Она права. Запах такой, будто здесь годами томился дневной свет, пока не сквасился и не протух. Стоит дух мышиных фекалий и призраков забытого прошлого, о котором никто не жалеет. Гулко, как в пещере. От убогого тепла наших тел лишь ещё чётче проступают пугающие тени. Краска, солнце и мыльная вода сотрут въевшуюся грязь. Другое дело — скорбь, горестное эхо заброшенного дома, где годами не звучал смех. В отблесках пламени свечи лицо Анук кажется бледным, глазёнки вытаращены. Она стискивает мою руку.
— И мы будем здесь спать? — спрашивает она. — Пантуфлю тут не нравится. Он боится.

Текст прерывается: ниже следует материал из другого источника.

use std::path::PathBuf;

use clap::Parser;
use drawreg::{
    Classifier, Config, Document, Package, Sorter,
    domain::{Group, UNCLASSIFIED},
    storage::scan_documents,
};
use regex::Regex;
use serde::Serialize;
use tracing::instrument;

use super::terminal::{Colorize, is_narrow};

#[derive(Debug, Clone, Parser)]
#[command(about = "Show how each document is classified")]
pub struct Classify {
    /// Folder containing the drawing and document files
    #[arg(short, long, default_value = ".")]
    documents_dir: PathBuf,

    /// Only show documents issued to this package
    #[arg(long, value_name = "PACKAGE")]
    package: Option<Package>,

    /// Only show documents whose filename matches this pattern
    #[arg(long, value_name = "PATTERN")]
    regex: Option<Regex>,

    /// Only show documents without a recognised code
    #[arg(long)]
    unclassified: bool,

    /// Output format (table, json)
    #[arg(long, value_name = "FORMAT", default_value = "table")]
    output: OutputFormat,
}

#[derive(Debug, Clone, Copy, Default, clap::ValueEnum)]
enum OutputFormat {
    #[default]
    Table,
    Json,
}

#[derive(Debug, Serialize)]
struct Entry {
    file_name: String,
    code: Option<String>,
    tank: Option<String>,
    group: Group,
    description: String,
    packages: Vec<Package>,
}

impl Classify {
    #[instrument(level = "debug", skip(self, config))]
    pub fn run(self, config: &Config) -> anyhow::Result<()> {
        let entries = self.entries(scan_documents(&self.documents_dir, config));

        match self.output {
            OutputFormat::Json => println!("{}", serde_json::to_string_pretty(&entries)?),
            OutputFormat::Table => Self::output_table(&entries),
        }
        Ok(())
    }

    fn entries(&self, mut documents: Vec<Document>) -> Vec<Entry> {
        let classifier = Classifier::default();
        let sorter = Sorter::new(classifier);
        sorter.sort(&mut documents);

        documents
            .iter()
            .filter(|document| {
                self.regex
                    .as_ref()
                    .is_none_or(|regex| regex.is_match(document.file_name()))
            })
            .filter_map(|document| {
                let classification = classifier.classify(document);
                if self.unclassified && classification.description != UNCLASSIFIED {
                    return None;
                }
                if self
                    .package
                    .is_some_and(|package| !classification.is_in(package))
                {
                    return None;
                }
                Some(Entry {
                    file_name: document.file_name().to_string(),
                    code: document.code().map(|code| code.to_string()),
                    tank: document.tank().map(ToString::to_string),
                    group: sorter.group(document),
                    description: classification.description,
                    packages: classification.packages.into_iter().collect(),
                })
            })
            .collect()
    }

    fn output_table(entries: &[Entry]) {
        if entries.is_empty() {
            println!("No matching documents.");
            return;
        }

        if is_narrow() {
            for entry in entries {
                println!("{}", entry.file_name);
                println!("  {}", entry.description.dim());
            }
            return;
        }

        let width = entries
            .iter()
            .map(|entry| entry.file_name.len())
            .max()
            .unwrap_or_default();

        println!(
            "{}",
            format!(
                "{:<width$}  {:<5}  {:<7}  {:<8}  {}",
                "File", "Code", "Tank", "Packages", "Description"
            )
            .dim()
        );
        for entry in entries {
            let packages = Package::ALL
                .iter()
                .map(|package| {
                    if entry.packages.contains(package) {
                        package_initial(*package)
                    } else {
                        '.'
                    }
                })
                .collect::<String>();
            let description = if entry.description == UNCLASSIFIED {
                entry.description.warning()
            } else {
                entry.description.clone()
            };
            println!(
                "{:<width$}  {:<5}  {:<7}  {:<8}  {}",
                entry.file_name,
                entry.code.as_deref().unwrap_or(UNCLASSIFIED),
                entry.tank.as_deref().unwrap_or("-"),
                packages.info(),
                description
            );
        }
    }
}

const fn package_initial(package: Package) -> char {
    match package {
        Package::ForClient => 'C',
        Package::ForManufacture => 'M',
        Package::ForInstallation => 'I',
    }
}
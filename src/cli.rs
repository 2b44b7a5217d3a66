use std::path::{Path, PathBuf};

mod build;
mod classify;
mod generate;
mod sync;
mod terminal;

use anyhow::Context;
use build::Build;
use clap::ArgAction;
use classify::Classify;
use drawreg::{Config, Document, Register, storage::scan_documents};
use generate::Generate;
use sync::Sync;

#[derive(Debug, clap::Parser)]
#[command(version, about)]
pub struct Cli {
    /// Verbosity (-v, -vv, -vvv)
    #[arg(short, long, action = ArgAction::Count, global = true)]
    verbose: u8,

    /// Path to the configuration file
    #[arg(short, long, default_value = "dreg.toml", global = true)]
    config: PathBuf,

    #[command(subcommand)]
    command: Option<Command>,
}

impl Cli {
    pub fn run(self) -> anyhow::Result<()> {
        Self::setup_logging(self.verbose);

        let config = Config::load_or_default(&self.config)?;

        self.command
            .unwrap_or_else(|| Command::Generate(Generate::default()))
            .run(config)
    }

    fn setup_logging(verbosity: u8) {
        use tracing_subscriber::{layer::SubscriberExt, util::SubscriberInitExt};

        let level = match verbosity {
            0 => tracing::Level::WARN,
            1 => tracing::Level::INFO,
            2 => tracing::Level::DEBUG,
            _ => tracing::Level::TRACE,
        };

        let filter = tracing_subscriber::EnvFilter::from_default_env().add_directive(level.into());

        let fmt_layer = tracing_subscriber::fmt::layer()
            .with_target(false)
            .with_thread_names(false)
            .with_line_number(false);

        tracing_subscriber::registry()
            .with(filter)
            .with(fmt_layer)
            .init();
    }
}

#[derive(Debug, clap::Parser)]
pub enum Command {
    /// Render one document list per package (default)
    Generate(Generate),

    /// Bring the revision register in line with the documents folder
    ///
    /// Adds a row for every new document and marks rows whose document is
    /// gone. Existing revision values are kept.
    Sync(Sync),

    /// Show how each document is classified
    Classify(Classify),

    /// Render the lists, then compile the report sources into PDFs
    Build(Build),
}

impl Command {
    fn run(self, config: Config) -> anyhow::Result<()> {
        match self {
            Self::Generate(command) => command.run(config)?,
            Self::Sync(command) => command.run(config)?,
            Self::Classify(command) => command.run(&config)?,
            Self::Build(command) => command.run(config)?,
        }
        Ok(())
    }
}

/// Where to find the documents and their revision register.
#[derive(Debug, Clone, clap::Args)]
pub struct Sources {
    /// Folder containing the drawing and document files
    #[arg(short, long, default_value = ".")]
    documents_dir: PathBuf,

    /// Revision register [default: <DOCUMENTS_DIR>/revisions.csv]
    #[arg(long, value_name = "FILE")]
    revisions: Option<PathBuf>,

    /// Register field delimiter, overriding the configuration
    #[arg(long, value_name = "CHAR")]
    delimiter: Option<String>,
}

impl Default for Sources {
    fn default() -> Self {
        Self {
            documents_dir: PathBuf::from("."),
            revisions: None,
            delimiter: None,
        }
    }
}

impl Sources {
    #[cfg(test)]
    fn new(documents_dir: impl Into<PathBuf>) -> Self {
        Self {
            documents_dir: documents_dir.into(),
            ..Self::default()
        }
    }

    fn documents_dir(&self) -> &Path {
        &self.documents_dir
    }

    fn revisions(&self) -> PathBuf {
        self.revisions
            .clone()
            .unwrap_or_else(|| self.documents_dir.join("revisions.csv"))
    }

    /// Applies command-line overrides to the configuration.
    fn configure(&self, config: &mut Config) -> anyhow::Result<()> {
        if let Some(delimiter) = &self.delimiter {
            config.set_delimiter(delimiter)?;
        }
        Ok(())
    }

    fn documents(&self, config: &Config) -> Vec<Document> {
        let documents = scan_documents(&self.documents_dir, config);
        tracing::info!(
            "Found {} documents in {}",
            documents.len(),
            self.documents_dir.display()
        );
        documents
    }

    fn register(&self, config: &Config) -> anyhow::Result<Register> {
        let path = self.revisions();
        Register::load(&path, config.delimiter())
            .with_context(|| format!("Failed to load revisions from {}", path.display()))
    }
}

#[cfg(test)]
mod tests {
    use std::fs;

    use clap::Parser;
    use tempfile::TempDir;

    use super::*;

    fn touch(dir: &Path, names: &[&str]) {
        for name in names {
            fs::write(dir.join(name), "").unwrap();
        }
    }

    #[test]
    fn generate_is_the_default_command() {
        let cli = Cli::try_parse_from(["dreg"]).unwrap();
        assert!(cli.command.is_none());

        let cli = Cli::try_parse_from(["dreg", "-vv", "sync", "--documents-dir", "docs"]).unwrap();
        assert_eq!(cli.verbose, 2);
        assert!(matches!(cli.command, Some(Command::Sync(_))));
    }

    #[test]
    fn revisions_default_next_to_documents() {
        let sources = Sources::new("docs");
        assert_eq!(sources.revisions(), Path::new("docs").join("revisions.csv"));
    }

    #[test]
    fn delimiter_flag_overrides_config() {
        let sources = Sources {
            delimiter: Some(",".to_string()),
            ..Sources::new(".")
        };
        let mut config = Config::default();
        sources.configure(&mut config).unwrap();
        assert_eq!(config.delimiter(), b',');

        let sources = Sources {
            delimiter: Some("::".to_string()),
            ..Sources::new(".")
        };
        assert!(sources.configure(&mut config).is_err());
    }

    #[test]
    fn register_without_key_column_is_an_error() {
        let tmp = TempDir::new().unwrap();
        touch(tmp.path(), &["AQ1-00-x-y-1102.pdf"]);
        fs::write(tmp.path().join("revisions.csv"), "id;rev\n1102;A\n").unwrap();

        let sources = Sources::new(tmp.path());
        let error = sources.register(&Config::default()).unwrap_err();
        assert!(format!("{error:#}").contains("'drawing_id'"));
    }

    #[test]
    fn sync_then_generate() {
        let tmp = TempDir::new().unwrap();
        let docs = tmp.path().join("docs");
        fs::create_dir(&docs).unwrap();
        touch(
            &docs,
            &["AQ1-00-x-y-1102.pdf", "AQ1-02-x-y-D010_order.pdf", "notes.txt"],
        );
        let output = tmp.path().join("output");

        Command::Sync(Sync::new(Sources::new(&docs)))
            .run(Config::default())
            .unwrap();
        let register = fs::read_to_string(docs.join("revisions.csv")).unwrap();
        assert_eq!(
            register,
            "drawing_id;rev;issue_date;status;exists\nAQ1-00-x-y-1102;;;;yes\nAQ1-02-x-y-D010;;;;yes\n"
        );

        Command::Generate(Generate::new(Sources::new(&docs), &output))
            .run(Config::default())
            .unwrap();
        assert!(output.join("document_list_for_client.tex").exists());
        assert!(output.join("document_list_for_manufacture.tex").exists());
        assert!(output.join("document_list_for_installation.tex").exists());
        assert!(!output.join("document_list_all.tex").exists());
    }
}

Я улыбнулась и поцеловала её в пухлую золотистую щёчку.
— Пантуфль поможет нам.
В каждой комнате мы зажгли свечи — золотые, красные, белые и оранжевые. Я предпочитаю благовония собственного приготовления, но сейчас, когда их нет, для наших целей вполне годятся и купленные свечи — с ароматами лаванды, кедра и лимонного сорго. Мы держим в руках по свечке, Анук гудит в свою игрушечную трубу, я стучу металлической ложкой о старую кастрюлю, и так на протяжении десяти минут мы обходим каждую комнату, вопя и распевая во всё горло: «Прочь! Прочь! Прочь!», пока стены наконец не сотрясаются и разъярённые призраки не убегают, оставляя за собой едва уловимый запах гари и хлопья осыпавшейся штукатурки. Если вглядеться в трещинки потемневшей краски, в унылые силуэты брошенных вещей, начинаешь видеть неясные очертания — будто остаточные изображения, созданные пламенем свечи в твоей руке. Вон стена сверкает золотом, там кресло, немного потёртое, но сияющее торжествующим оранжевым цветом, и старый навес вдруг заиграл яркими оттенками, высветившимися из-под слоя пыли и грязи. Анук с Пантуфлем продолжают топать и петь: «Прочь! Прочь! Прочь!», и расплывчатые силуэты приобретают всё более чёткие контуры — красный табурет возле стойки с виниловым покрытием, гроздь колокольчиков у входной двери. Я, разумеется, понимаю, что это всего лишь игра. Придуманное волшебство, чтобы успокоить испуганного ребёнка. Нам предстоит поработать, хорошенько потрудиться, дабы веши здесь по-настоящему засияли. Но сейчас достаточно знать и то, что этот дом рад нам, так же, как мы рады ему. У порога хлеб с солью, чтобы умилостивить обитающих здесь богов. На наших подушках ветки сандалового дерева, чтобы нам снились приятные сны.